Secondo Cass. Civ., Sez. I, 09/10/2007, n. 21098, infatti, una volta ritenuti suscettibili di entrare a fare parte della comunione immediata i diritti di credito, analoga soluzione
«deve essere adottata per i titoli obbligazionari acquistati da un coniuge con i proventi della propria attività personale. Ciò in correlazione con la ratio della norma, che è quella di far entrare nella comunione, in linea generale e salvo le specifiche eccezioni, ogni tipo di “bene” che ciascun coniuge acquisti nel corso del matrimonio, e tenuto conto che nella realtà economica moderna i valori mobiliari tra i quali rientrano i titoli obbligazionari costituiscono una delle forme più diffuse e significative d’investimento della ricchezza».
Quote di fondi di investimento
Si è, ancora, concluso per l’inclusione nella comunione immediata ex art. 177, 1° co., lett. a) C.C., degli acquisti di quote fondi di investimento, le quali possiedono un valore economico autonomo, che le rende idonee allo scambio, ed una natura strutturale (quella di «patrimonio separato, in cui la separazione “garantisce adeguatamente la posizione dei partecipanti, i quali sono i proprietari”», come opinato da v. Cass. Civ., Sez. I, 15/06/2012 n. 9845) che ne evidenzia la componente patrimoniale.
Titoli di stato
Entra, altresì, a fare parte della comunione immediata, secondo la massima di Trib. Milano, 21/05/1997, l’acquisto di titoli di Stato.

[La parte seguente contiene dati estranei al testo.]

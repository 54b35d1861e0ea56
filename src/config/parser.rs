use crate::config::types::Config;
use crate::config::validation::validate;
use crate::ConfigError;
use sha2::{Digest, Sha256};
use std::path::Path;

/// Loads and parses a configuration file from the given path
///
/// # Arguments
///
/// * `path` - Path to the TOML configuration file
///
/// # Returns
///
/// * `Ok(Config)` - Successfully loaded and validated configuration
/// * `Err(ConfigError)` - Failed to load, parse, or validate the configuration
///
/// # Example
///
/// ```no_run
/// use std::path::Path;
/// use topic_trawl::config::load_config;
///
/// let config = load_config(Path::new("trawl.toml")).unwrap();
/// println!("Minimum delay: {}s", config.crawler.min_delay_secs);
/// ```
pub fn load_config(path: &Path) -> Result<Config, ConfigError> {
    let content = std::fs::read_to_string(path)?;

    let config: Config = toml::from_str(&content)?;

    validate(&config)?;

    Ok(config)
}

/// Computes a SHA-256 hash of the configuration file content
///
/// Logged at startup so an output artifact can be matched to the
/// configuration that produced it.
///
/// # Arguments
///
/// * `path` - Path to the TOML configuration file
///
/// # Returns
///
/// * `Ok(String)` - Hex-encoded SHA-256 hash of the file content
/// * `Err(ConfigError)` - Failed to read the file
pub fn compute_config_hash(path: &Path) -> Result<String, ConfigError> {
    let content = std::fs::read_to_string(path)?;
    let mut hasher = Sha256::new();
    hasher.update(content.as_bytes());
    let result = hasher.finalize();
    Ok(hex::encode(result))
}

/// Loads a configuration and returns both the config and its hash
pub fn load_config_with_hash(path: &Path) -> Result<(Config, String), ConfigError> {
    let config = load_config(path)?;
    let hash = compute_config_hash(path)?;
    Ok((config, hash))
}
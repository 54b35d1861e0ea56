//! URL handling module for Topic-Trawl
//!
//! This module provides URL normalization, link resolution, order-preserving
//! deduplication, and recognition of forum thread URLs.

mod matcher;
mod normalize;

pub use matcher::ThreadUrlMatcher;
pub use normalize::{dedup_preserve_order, normalize_url, resolve_link};
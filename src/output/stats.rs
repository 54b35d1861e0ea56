//! Run statistics
//!
//! Counters gathered while folding per-thread outcomes, logged and printed
//! when the run ends.

use std::time::Duration;

/// Counters for one run
#[derive(Debug, Clone, Default, PartialEq)]
pub struct RunStats {
    /// Thread URLs returned by discovery
    pub discovered: usize,

    /// Threads the extractor was run on
    pub attempted: usize,

    /// Threads that produced a post
    pub succeeded: usize,

    /// Threads skipped after a fetch or extraction failure
    pub failed: usize,

    /// Replies across all successful posts
    pub replies: usize,

    /// Posts and replies whose date came out null
    pub undated: usize,

    /// Wall-clock time from discovery to the end of extraction
    pub elapsed: Duration,
}

impl RunStats {
    /// Share of attempted threads that succeeded, in percent
    pub fn success_rate(&self) -> f64 {
        if self.attempted > 0 {
            (self.succeeded as f64 / self.attempted as f64) * 100.0
        } else {
            0.0
        }
    }
}

/// Prints run statistics to stdout
///
/// # Arguments
///
/// * `stats` - The statistics to display
pub fn print_statistics(stats: &RunStats) {
    println!("=== Crawl Statistics ===\n");

    println!("Threads:");
    println!("  Discovered: {}", stats.discovered);
    println!("  Attempted: {}", stats.attempted);
    println!("  Succeeded: {}", stats.succeeded);
    println!("  Failed: {}", stats.failed);
    println!();

    println!("Content:");
    println!("  Replies collected: {}", stats.replies);
    println!("  Entries without a parseable date: {}", stats.undated);
    println!();

    println!(
        "Success Rate: {:.1}% ({} / {} threads extracted) in {:.1}s",
        stats.success_rate(),
        stats.succeeded,
        stats.attempted,
        stats.elapsed.as_secs_f64()
    );
}
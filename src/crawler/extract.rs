//! Thread Extractor
//!
//! Turns one discovered thread URL into a [`Post`]: fetch the page in raw
//! HTML and markdown, run the field extractor over the HTML, and attach the
//! backend's markdown and metadata.

use crate::backend::{FetchError, OutputFormat, ScrapeRequest};
use crate::crawler::fields::{parse_thread, ThreadSelectors};
use crate::crawler::throttle::ThrottledFetcher;
use crate::output::Post;
use crate::url::ThreadUrlMatcher;
use thiserror::Error;
use url::Url;

/// Formats requested for every thread page
const THREAD_FORMATS: &[OutputFormat] = &[OutputFormat::RawHtml, OutputFormat::Markdown];

/// Why a thread was left out of the output
///
/// Every variant carries the thread URL so a failure can be logged and
/// reported on its own.
#[derive(Debug, Error)]
pub enum ExtractError {
    #[error("{url} is not a thread URL")]
    InvalidUrl { url: String },

    #[error("Failed to fetch {url}: {source}")]
    Fetch { url: String, source: FetchError },

    #[error("No HTML content returned for {url}")]
    NoHtml { url: String },

    #[error("Required field '{field}' not found on {url}")]
    MissingField { url: String, field: &'static str },
}

impl ExtractError {
    /// The thread URL this failure belongs to
    pub fn url(&self) -> &str {
        match self {
            Self::InvalidUrl { url }
            | Self::Fetch { url, .. }
            | Self::NoHtml { url }
            | Self::MissingField { url, .. } => url,
        }
    }
}

/// Extracts posts from thread pages of one forum
#[derive(Debug, Clone)]
pub struct ThreadExtractor {
    selectors: ThreadSelectors,
    matcher: ThreadUrlMatcher,
}

impl ThreadExtractor {
    pub fn new(selectors: ThreadSelectors, matcher: ThreadUrlMatcher) -> Self {
        Self { selectors, matcher }
    }

    /// Fetches and extracts a single thread
    ///
    /// # Arguments
    ///
    /// * `fetcher` - The run's throttled fetcher
    /// * `url` - A thread URL produced by discovery
    ///
    /// # Returns
    ///
    /// * `Ok(Post)` - Every required field was found
    /// * `Err(ExtractError)` - The thread is skipped; the error names the URL
    pub async fn extract(
        &self,
        fetcher: &mut ThrottledFetcher,
        url: &Url,
    ) -> Result<Post, ExtractError> {
        let url_str = url.to_string();

        let id = self
            .matcher
            .thread_id(url)
            .ok_or_else(|| ExtractError::InvalidUrl {
                url: url_str.clone(),
            })?;

        tracing::debug!("Scraping thread {} ({})", id, url_str);

        let page = fetcher
            .fetch(&ScrapeRequest::new(url_str.as_str(), THREAD_FORMATS))
            .await
            .map_err(|source| ExtractError::Fetch {
                url: url_str.clone(),
                source,
            })?;

        let html = page.html.as_deref().ok_or_else(|| ExtractError::NoHtml {
            url: url_str.clone(),
        })?;

        let thread = parse_thread(html, &url_str, &self.selectors)?;

        if thread.has_more_pages {
            tracing::warn!(
                "{} has more reply pages; only the first {} replies were collected",
                url_str,
                thread.replies.len()
            );
        }

        Ok(Post {
            id,
            url: url_str,
            title: thread.title,
            author: thread.author,
            date: thread.date,
            content: thread.content,
            markdown_content: page.markdown.unwrap_or_default(),
            tags: thread.tags,
            replies: thread.replies,
            metadata: page.metadata,
        })
    }
}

Infatti, come recita il precedente appena citato:
«i titoli di Stato, che un coniuge in regime di comunione legale abbia separatamente dato ordine ad una banca di acquistare e di custodire, ricadono in comunione legale in quanto l’acquisto di titoli di Stato – in considerazione della loro natura di beni finali, cioè di ricchezze stabilmente entrate a far parte dei beni comuni e, quindi, di veri e propri investimenti – risulta riconducibile alla previsione di cui all’art. 177, lett. a, c.c.».
Quote di società cooperative
Da ultimo, un ulteriore cenno merita la questione relativa all’ingresso o meno in comunione immediata delle quote di società cooperative.
In sintesi può dirsi che, in tesi generale, si è escluso che tale acquisto possa costituire “investimento” o “acquisto” in senso proprio, come tale rilevante a mente dell’art. 177, 1° co., lett. a) C.C., posto lo scopo mutualistico che caratterizza la partecipazione a tale società, a fronte di quello “impersonalmente” lucrativo che, invece, qualifica la partecipazione nelle ordinarie società commerciali.
In questo senso, si veda, ad esempio, Trib. Venezia 04/07/1986, secondo la quale
«l’acquisto di una quota di società cooperativa, pur costituendo il presupposto della realizzazione dell’utilità della cooperazione e pur potendo comportare l’assunzione di impegni di contenuto economico da parte del socio, sfugge in sé e per sé alla comunione, nella quale potrà, a seconda del tipo di cooperativa, ricadere il risultato finale»
La regola appena esposta soffre, tuttavia, alcune eccezioni, funzione, in effetti, della considerazione del criterio del «tipo di cooperativa» richiamato dalla massima appena citata.
Tra queste, merita un cenno specifico quello dell’investimento in azioni di banche costituite in forma cooperativa, del quale la giurisprudenza (v. Cass. Civ., Sez. I, 18/09/2014 n. 19689), vista la particolare natura di tali istituti di credito (essenzialmente lucrativa) ed attesa, inoltre, la «prevalenza del carattere patrimoniale dell’acquisizione di partecipazioni al capitale di una impresa esercente il credito rispetto all’intuitus personae concernente la acquisizione della qualità di socio della banca popolare» nonché, infine, di fronte «al dato sostanziale preminente dell’estraneità del socio all’attività che costituisce l’oggetto sociale della cooperativa», ha sancito la caduta in comunione immediata ex art. 177, 1° co., lett. a, più volte citato.